Владелец убитого петуха молча уносил труп; появлялась новая пара, а с нею новые ставки, новые крушения и надежды, сдавленное дыхание, хрип азарта и кровь на песке.

Нет, нехорошо жить в стране, где под ясным, синим-синим небом не слышно ни смеха, ни песен!

Впрочем, я видел пляшущих филиппинок. Это было ночью, в баре на Рисаль-стрит, в мрачной и грязной норе, пропахшей кислым пивом. Утомленные десятилетние девочки плясали самбу для иностранцев, невинно-бесстыдно вихляя бедрами под регот и дикие крики довольных американских солдат. Потом солдаты поили девочек пивом и требовали, чтобы те плясали еще и еще...

Нет, я не видел на Филиппинах счастливых людей, как не видел и людей просто сытых. Мне показывали на улице местных интеллигентов — врачей, адвокатов. Они шли по раскаленным плитам тротуара... босиком — обувь дорога! — но в шляпах. Это были шляпы из картона, выкрашенного масляной краской. Сами нищие, эти интеллигенты имели жалкую практику среди нищих филиппинцев. Белые не пользовались их услугами.

Только здесь я увидел воочию, что такое колония и что такое триста пятьдесят лет колониального гнета.

Испанцы завоевали Филиппины в XVI веке, американцы — в конце XIX. Испанцы принесли филиппинцам католицизм, американцы — «цивилизацию»: виски, проституцию и бросовые товары, сделанные в США специально для колоний. Испанцы орудовали крестом. США — долларом и пушками линкоров.

Но и те и другие одинаково ревностно и жадно грабили эту богатую страну. Сначала испанские монахи захватили самые лучшие земли и вытеснили филиппинцев. Потом пришли американские дельцы, плантаторы, промышленники. Они захватили и землю и недра. Филиппинцев стали превращать в рабов.

Часть туземных племен вымерла. Другая часть ушла далеко в недоступные горы, в девственные леса. Остальные влачат жалкое существование.

Но разве не прав филиппинский поэт-партизан Санггуни, восклицая:

Они нас не возьмут измором!

Им наших голосов не утопить

в реке их вероломной.

Нам нет числа, и не удастся

им столкнуть нас в пропасть.

Только тот, кто веками томился в ярме, может мечтать о независимости так исступленно страстно, как филиппинцы. Колонизаторы могут задушить и даже истребить народ (как американцы истребляли индейцев в США), но погасить в нем национальное чувство и святую жажду свободы они не могут, нет!
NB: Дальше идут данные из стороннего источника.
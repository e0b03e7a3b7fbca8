//! Messaging-channel boundary: inbound webhook envelope, signature
//! verification, and outbound push.

pub mod notify;
pub mod webhook;

pub use notify::{Notifier, PushClient};

use hmac::{Hmac, Mac};
use serde::Deserialize;
use sha2::Sha256;
use subtle::ConstantTimeEq;

type HmacSha256 = Hmac<Sha256>;

/// Journal name for inbound-event dedup rows.
pub const DELIVERY_CHANNEL: &str = "messaging";

/// Signature header on inbound webhook requests:
/// base64(HMAC-SHA256(channel_secret, raw body)).
pub const SIGNATURE_HEADER: &str = "x-channel-signature";

/// Verify a webhook body signature.
///
/// Returns `false` on any defect (bad base64, wrong length, mismatch); the
/// comparison itself is constant-time.
pub fn verify_signature(channel_secret: &str, signature_b64: &str, body: &[u8]) -> bool {
    let Ok(expected) =
        base64::Engine::decode(&base64::engine::general_purpose::STANDARD, signature_b64)
    else {
        return false;
    };
    // SHA-256 MACs are 32 bytes; reject wrong lengths early.
    if expected.len() != 32 {
        return false;
    }

    let Ok(mut mac) = HmacSha256::new_from_slice(channel_secret.as_bytes()) else {
        return false;
    };
    mac.update(body);
    let computed = mac.finalize().into_bytes();

    computed.as_slice().ct_eq(expected.as_slice()).into()
}

/// Top-level webhook payload: a batch of events.
#[derive(Debug, Deserialize)]
pub struct EventEnvelope {
    pub events: Vec<ChannelEvent>,
}

#[derive(Debug, Deserialize)]
#[serde(tag = "type", rename_all = "snake_case")]
pub enum ChannelEvent {
    Follow {
        event_id: String,
        source: EventSource,
    },
    Message {
        event_id: String,
        source: EventSource,
        message: InboundMessage,
    },
    Postback {
        event_id: String,
        source: EventSource,
        postback: PostbackPayload,
    },
    /// Event kinds this service does not handle (unfollow, join, sticker...).
    #[serde(other)]
    Unsupported,
}

#[derive(Debug, Deserialize)]
pub struct EventSource {
    pub user_id: String,
}

#[derive(Debug, Deserialize)]
#[serde(tag = "type", rename_all = "snake_case")]
pub enum InboundMessage {
    Text { text: String },
    #[serde(other)]
    Unsupported,
}

#[derive(Debug, Deserialize)]
pub struct PostbackPayload {
    pub data: String,
}

/// Outbound message, channel-agnostic. The push client maps these onto the
/// channel API's message objects.
#[derive(Debug, Clone, PartialEq, Eq)]
pub enum OutboundMessage {
    Text {
        text: String,
    },
    Buttons {
        text: String,
        actions: Vec<MessageAction>,
    },
}

/// One postback button.
#[derive(Debug, Clone, PartialEq, Eq)]
pub struct MessageAction {
    pub label: String,
    pub data: String,
}

#[cfg(test)]
mod tests {
    use super::*;

    fn sign(secret: &str, body: &[u8]) -> String {
        let mut mac = HmacSha256::new_from_slice(secret.as_bytes()).unwrap();
        mac.update(body);
        base64::Engine::encode(
            &base64::engine::general_purpose::STANDARD,
            mac.finalize().into_bytes(),
        )
    }

    #[test]
    fn valid_signature_verifies() {
        let body = br#"{"events":[]}"#;
        let sig = sign("secret", body);
        assert!(verify_signature("secret", &sig, body));
    }

    #[test]
    fn tampered_body_fails() {
        let sig = sign("secret", br#"{"events":[]}"#);
        assert!(!verify_signature("secret", &sig, br#"{"events":[{}]}"#));
    }

    #[test]
    fn wrong_secret_fails() {
        let body = br#"{"events":[]}"#;
        let sig = sign("secret", body);
        assert!(!verify_signature("other-secret", &sig, body));
    }

    #[test]
    fn malformed_signature_fails_closed() {
        let body = b"{}";
        assert!(!verify_signature("secret", "not base64!!!", body));
        assert!(!verify_signature("secret", "", body));
        // Valid base64, wrong length.
        assert!(!verify_signature("secret", "c2hvcnQ=", body));
    }

    #[test]
    fn envelope_parses_known_and_unknown_events() {
        let raw = r#"{
            "events": [
                {"type":"message","event_id":"ev-1",
                 "source":{"user_id":"U-1"},
                 "message":{"type":"text","text":"こんにちは"}},
                {"type":"postback","event_id":"ev-2",
                 "source":{"user_id":"U-1"},
                 "postback":{"data":"action=consent&agree=true"}},
                {"type":"follow","event_id":"ev-3","source":{"user_id":"U-2"}},
                {"type":"unfollow","event_id":"ev-4","source":{"user_id":"U-2"}}
            ]
        }"#;
        let envelope: EventEnvelope = serde_json::from_str(raw).unwrap();
        assert_eq!(envelope.events.len(), 4);
        assert!(matches!(envelope.events[0], ChannelEvent::Message { .. }));
        assert!(matches!(envelope.events[1], ChannelEvent::Postback { .. }));
        assert!(matches!(envelope.events[2], ChannelEvent::Follow { .. }));
        assert!(matches!(envelope.events[3], ChannelEvent::Unsupported));
    }

    #[test]
    fn non_text_message_is_tolerated() {
        let raw = r#"{"type":"message","event_id":"ev-9",
                      "source":{"user_id":"U-1"},
                      "message":{"type":"sticker"}}"#;
        let event: ChannelEvent = serde_json::from_str(raw).unwrap();
        match event {
            ChannelEvent::Message { message, .. } => {
                assert!(matches!(message, InboundMessage::Unsupported));
            }
            other => panic!("unexpected event: {other:?}"),
        }
    }
}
Уже давно лучшие люди филиппинского народа борются за независимость; первым среди них был Хосе Рисаль, поэт.

После ареста Рисаля знамя борьбы взял в свои руки Андреас Бонифасьо. Он поднял восстание против испанского владычества, но был изменнически убит. Восстание, однако, не угасало.
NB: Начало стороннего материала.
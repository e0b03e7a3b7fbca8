//! Conversation transcript rows backing the chat context window.

use tokio_postgres::Row;
use uuid::Uuid;

use crate::error::StoreError;
use crate::model::{ConversationMessage, MessageRole};

use super::{Store, parse_column};

fn map_message(row: &Row) -> Result<ConversationMessage, StoreError> {
    let role: MessageRole = parse_column("conversation_messages", "role", row.get("role"))?;
    Ok(ConversationMessage {
        id: row.get("id"),
        user_id: row.get("user_id"),
        role,
        content: row.get("content"),
        created_at: row.get("created_at"),
    })
}

impl Store {
    pub async fn append_message(
        &self,
        user_id: Uuid,
        role: MessageRole,
        content: &str,
    ) -> Result<(), StoreError> {
        let conn = self.conn().await?;
        conn.execute(
            "INSERT INTO conversation_messages (id, user_id, role, content)
             VALUES ($1, $2, $3, $4)",
            &[&Uuid::new_v4(), &user_id, &role.as_str(), &content],
        )
        .await?;
        Ok(())
    }

    /// The most recent `limit` messages in chronological order.
    pub async fn recent_messages(
        &self,
        user_id: Uuid,
        limit: i64,
    ) -> Result<Vec<ConversationMessage>, StoreError> {
        let conn = self.conn().await?;
        let rows = conn
            .query(
                "SELECT id, user_id, role, content, created_at
                 FROM conversation_messages
                 WHERE user_id = $1
                 ORDER BY created_at DESC
                 LIMIT $2",
                &[&user_id, &limit],
            )
            .await?;
        let mut messages = rows
            .iter()
            .map(map_message)
            .collect::<Result<Vec<_>, _>>()?;
        messages.reverse();
        Ok(messages)
    }
}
Американцы в своей борьбе с Испанией за колонии воспользовались этим восстанием. Они обещали Филиппинам независимость, но, победив, обманули их. Тогда филиппинцам пришлось бороться с новыми колонизаторами.
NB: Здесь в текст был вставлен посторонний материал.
//! Intake profile rows. One live row per user; the boolean flags are only
//! ever written through the closed [`QuestionKey`] mapping.

use tokio_postgres::Row;
use uuid::Uuid;

use crate::error::StoreError;
use crate::model::{FieldValue, QuestionKey, Relationship, UserProfile};

use super::{Store, parse_column_opt};

fn map_profile(row: &Row) -> Result<UserProfile, StoreError> {
    let relationship: Option<Relationship> =
        parse_column_opt("user_profiles", "relationship", row.get("relationship"))?;
    Ok(UserProfile {
        id: row.get("id"),
        user_id: row.get("user_id"),
        relationship,
        prefecture: row.get("prefecture"),
        municipality: row.get("municipality"),
        death_date: row.get("death_date"),
        has_pension: row.get("has_pension"),
        has_care_insurance: row.get("has_care_insurance"),
        has_real_estate: row.get("has_real_estate"),
        has_vehicle: row.get("has_vehicle"),
        has_life_insurance: row.get("has_life_insurance"),
        is_self_employed: row.get("is_self_employed"),
        is_dependent_family: row.get("is_dependent_family"),
        has_children: row.get("has_children"),
        updated_at: row.get("updated_at"),
    })
}

const PROFILE_COLUMNS: &str = "id, user_id, relationship, prefecture, municipality, death_date, \
     has_pension, has_care_insurance, has_real_estate, has_vehicle, has_life_insurance, \
     is_self_employed, is_dependent_family, has_children, updated_at";

impl Store {
    /// Fetch the profile, creating an empty row on first touch.
    pub async fn ensure_profile(&self, user_id: Uuid) -> Result<UserProfile, StoreError> {
        let conn = self.conn().await?;
        conn.execute(
            "INSERT INTO user_profiles (id, user_id) VALUES ($1, $2)
             ON CONFLICT (user_id) DO NOTHING",
            &[&Uuid::new_v4(), &user_id],
        )
        .await?;
        let row = conn
            .query_one(
                &format!("SELECT {PROFILE_COLUMNS} FROM user_profiles WHERE user_id = $1"),
                &[&user_id],
            )
            .await?;
        map_profile(&row)
    }

    pub async fn profile(&self, user_id: Uuid) -> Result<Option<UserProfile>, StoreError> {
        let conn = self.conn().await?;
        let row = conn
            .query_opt(
                &format!("SELECT {PROFILE_COLUMNS} FROM user_profiles WHERE user_id = $1"),
                &[&user_id],
            )
            .await?;
        row.as_ref().map(map_profile).transpose()
    }

    /// Persist one parsed intake answer. Re-delivery of the same answer is a
    /// plain overwrite with the same value, so this is idempotent.
    pub async fn set_profile_field(
        &self,
        user_id: Uuid,
        value: &FieldValue,
    ) -> Result<(), StoreError> {
        let conn = self.conn().await?;
        let updated = match value {
            FieldValue::Relationship { value } => {
                conn.execute(
                    "UPDATE user_profiles SET relationship = $2, updated_at = now()
                     WHERE user_id = $1",
                    &[&user_id, &value.as_str()],
                )
                .await?
            }
            FieldValue::Prefecture { value } => {
                conn.execute(
                    "UPDATE user_profiles SET prefecture = $2, updated_at = now()
                     WHERE user_id = $1",
                    &[&user_id, value],
                )
                .await?
            }
            FieldValue::Municipality { value } => {
                conn.execute(
                    "UPDATE user_profiles SET municipality = $2, updated_at = now()
                     WHERE user_id = $1",
                    &[&user_id, value],
                )
                .await?
            }
            FieldValue::DeathDate { value } => {
                conn.execute(
                    "UPDATE user_profiles SET death_date = $2, updated_at = now()
                     WHERE user_id = $1",
                    &[&user_id, value],
                )
                .await?
            }
        };
        if updated == 0 {
            return Err(StoreError::NotFound {
                entity: "user_profile",
                id: user_id.to_string(),
            });
        }
        Ok(())
    }

    /// Set one boolean profile flag. The column is selected by a match over
    /// the closed key enum, so caller input never reaches the SQL text.
    pub async fn set_profile_flag(
        &self,
        user_id: Uuid,
        key: QuestionKey,
        value: bool,
    ) -> Result<(), StoreError> {
        let statement = match key {
            QuestionKey::HasPension => {
                "UPDATE user_profiles SET has_pension = $2, updated_at = now() WHERE user_id = $1"
            }
            QuestionKey::HasCareInsurance => {
                "UPDATE user_profiles SET has_care_insurance = $2, updated_at = now() WHERE user_id = $1"
            }
            QuestionKey::HasRealEstate => {
                "UPDATE user_profiles SET has_real_estate = $2, updated_at = now() WHERE user_id = $1"
            }
            QuestionKey::HasVehicle => {
                "UPDATE user_profiles SET has_vehicle = $2, updated_at = now() WHERE user_id = $1"
            }
            QuestionKey::HasLifeInsurance => {
                "UPDATE user_profiles SET has_life_insurance = $2, updated_at = now() WHERE user_id = $1"
            }
            QuestionKey::IsSelfEmployed => {
                "UPDATE user_profiles SET is_self_employed = $2, updated_at = now() WHERE user_id = $1"
            }
            QuestionKey::IsDependentFamily => {
                "UPDATE user_profiles SET is_dependent_family = $2, updated_at = now() WHERE user_id = $1"
            }
            QuestionKey::HasChildren => {
                "UPDATE user_profiles SET has_children = $2, updated_at = now() WHERE user_id = $1"
            }
        };
        let conn = self.conn().await?;
        let updated = conn.execute(statement, &[&user_id, &value]).await?;
        if updated == 0 {
            return Err(StoreError::NotFound {
                entity: "user_profile",
                id: user_id.to_string(),
            });
        }
        Ok(())
    }

    /// Owner lookup for profile-level ownership checks.
    pub async fn profile_owner(&self, profile_id: Uuid) -> Result<Option<Uuid>, StoreError> {
        let conn = self.conn().await?;
        let row = conn
            .query_opt(
                "SELECT user_id FROM user_profiles WHERE id = $1",
                &[&profile_id],
            )
            .await?;
        Ok(row.map(|r| r.get("user_id")))
    }
}
/// First instant of the current calendar month in the service timezone,
/// expressed in UTC. Midnight can fall in a DST gap in some zones; the
/// earliest valid instant is taken, and `now` itself is the last-resort
/// fallback (which merely defers the lazy reset to the next call).
pub fn billing_period_start(now: DateTime<Utc>, tz: Tz) -> DateTime<Utc> {
    let local = now.with_timezone(&tz);
    NaiveDate::from_ymd_opt(local.year(), local.month(), 1)
        .and_then(|d| d.and_hms_opt(0, 0, 0))
        .and_then(|naive| tz.from_local_datetime(&naive).earliest())
        .map(|dt| dt.with_timezone(&Utc))
        .unwrap_or(now)
}

/// Why a conditional consume returned no row.
fn classify_consume_failure(sub: &Subscription, resource: PlanResource) -> QuotaError {
    if sub.status != SubscriptionStatus::Active {
        return QuotaError::SubscriptionInactive {
            status: sub.status.to_string(),
        };
    }
    let (count, limit) = match resource {
        PlanResource::AiChat => (sub.ai_chat_count, sub.ai_chat_limit),
        PlanResource::TaskGeneration => (sub.generation_count, sub.generation_limit),
    };
    if limit == 0 {
        QuotaError::PlanDisabled {
            resource: resource.as_str(),
        }
    } else {
        QuotaError::PlanCeiling {
            resource: resource.as_str(),
            count,
            limit,
        }
    }
}

pub struct QuotaLimiter<S> {
    store: S,
    timezone: Tz,
    daily_ceiling: i32,
}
В 1941 году на Филиппины вторглись японцы. Поразительно быстро разбили они американцев. Я был на острове Коррехидор, запирающем вход в Манильскую бухту, и видел там американскую крепость с гигантскими орудиями; эта крепость (на острове!) могла держаться долго, очень долго. Между тем пала она мгновенно. Скажу по правде, меня очень удивило, что американские офицеры, показывая нам эту теперь разрушенную крепость, не краснели от стыда, а даже довольно весело рассказывали о том, как фьють — в крепость пала!

Значительно труднее японцам было сломить сопротивление филиппинского народа. Во главе сопротивления стояли коммунисты. Партизаны — хукбалахапы — ушли в горы Батаана и продолжали борьбу. Конгресс США заверил филиппинцев, что они получат независимость сразу же после освобождения островов от японцев. Так — во второй раз — США обманули филиппинцев.

Японцы — изгнаны, американцы — вернулись, а... независимости нет, и хукбалахапы — истинные борцы и патриоты — загнаны в подполье, и на островах утвердился «мир и порядок» — «порядок убийств и мирное спокойствие смерти».